Gypsum on the other hand is cheap, non-toxic, soil stable, readily available, and frankly environmentally responsible to use when the need to supplement sulfur arises. There are still large amounts of gypsum that get landfilled every year because there are not enough users to take advantage of it's benefits.
 
You presented it as absolute fact that we were wrong because 'sulfur addition' wasn't one of the two primary purposes for using gypsum.

I posted a direct qoute and link. According to the direct qoute and the content of the article “sulphur addition” is NOT one of two primary purposes of Gypsum.

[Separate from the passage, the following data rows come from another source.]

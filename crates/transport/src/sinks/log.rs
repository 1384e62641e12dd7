//! LogSink - 记录修正包到日志 (调试用)

use contracts::{ContractError, CorrectionPacket, CorrectionSink};
use tracing::{debug, info, instrument};

/// 日志 Sink
#[derive(Debug)]
pub struct LogSink {
    name: String,
    count: u64,
}

impl LogSink {
    pub fn new(name: impl Into<String>) -> Self {
        Self {
            name: name.into(),
            count: 0,
        }
    }

    /// 已记录的包数量
    pub fn count(&self) -> u64 {
        self.count
    }
}

impl CorrectionSink for LogSink {
    fn name(&self) -> &str {
        &self.name
    }

    #[instrument(
        name = "log_sink_send",
        skip(self, packet),
        fields(sink = %self.name, frame_id = packet.frame_id)
    )]
    async fn send(&mut self, packet: &CorrectionPacket) -> Result<(), ContractError> {
        self.count += 1;
        info!(
            has_target = packet.has_target,
            dx = packet.dx,
            dy = packet.dy,
            "correction"
        );
        Ok(())
    }

    async fn close(&mut self) -> Result<(), ContractError> {
        debug!(sink = %self.name, packets = self.count, "LogSink closed");
        Ok(())
    }
}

If you want to argue about the facts presented in the article, I am sure Spectrum Analytics would be happy to explain them to you.

Spectrum Analytic Inc.
1087 Jamison Rd NW
Washington Court House, OH 43160-8748
 
I posted a direct qoute and link. According to the direct qoute and the content of the article “sulphur addition” is NOT one of two primary purposes of Gypsum.

If you want to argue about the facts presented in the article, I am sure Spectrum Analytics would be happy to explain them to you.

Spectrum Analytic Inc.
1087 Jamison Rd NW
Washington Court House, OH 43160-8748
If you weren't claiming to be right because sulfur addition wasn't one of the two primary purposes, what is it that you were claiming?

And you can't divorce them once you cite them. They're either right or not. Stand behind your source brother.
 
If you weren't claiming to be right because sulfur addition wasn't one of the two primary purposes, what is it that you were claiming?.

Your presumption that a nefarious claim was being made is just that, a presumption. The facts are the facts. I dont need to “claim” that Sulphor is not one of the two primary purposes of using Gypsom, because it is not! That is a fact, not a “claim”.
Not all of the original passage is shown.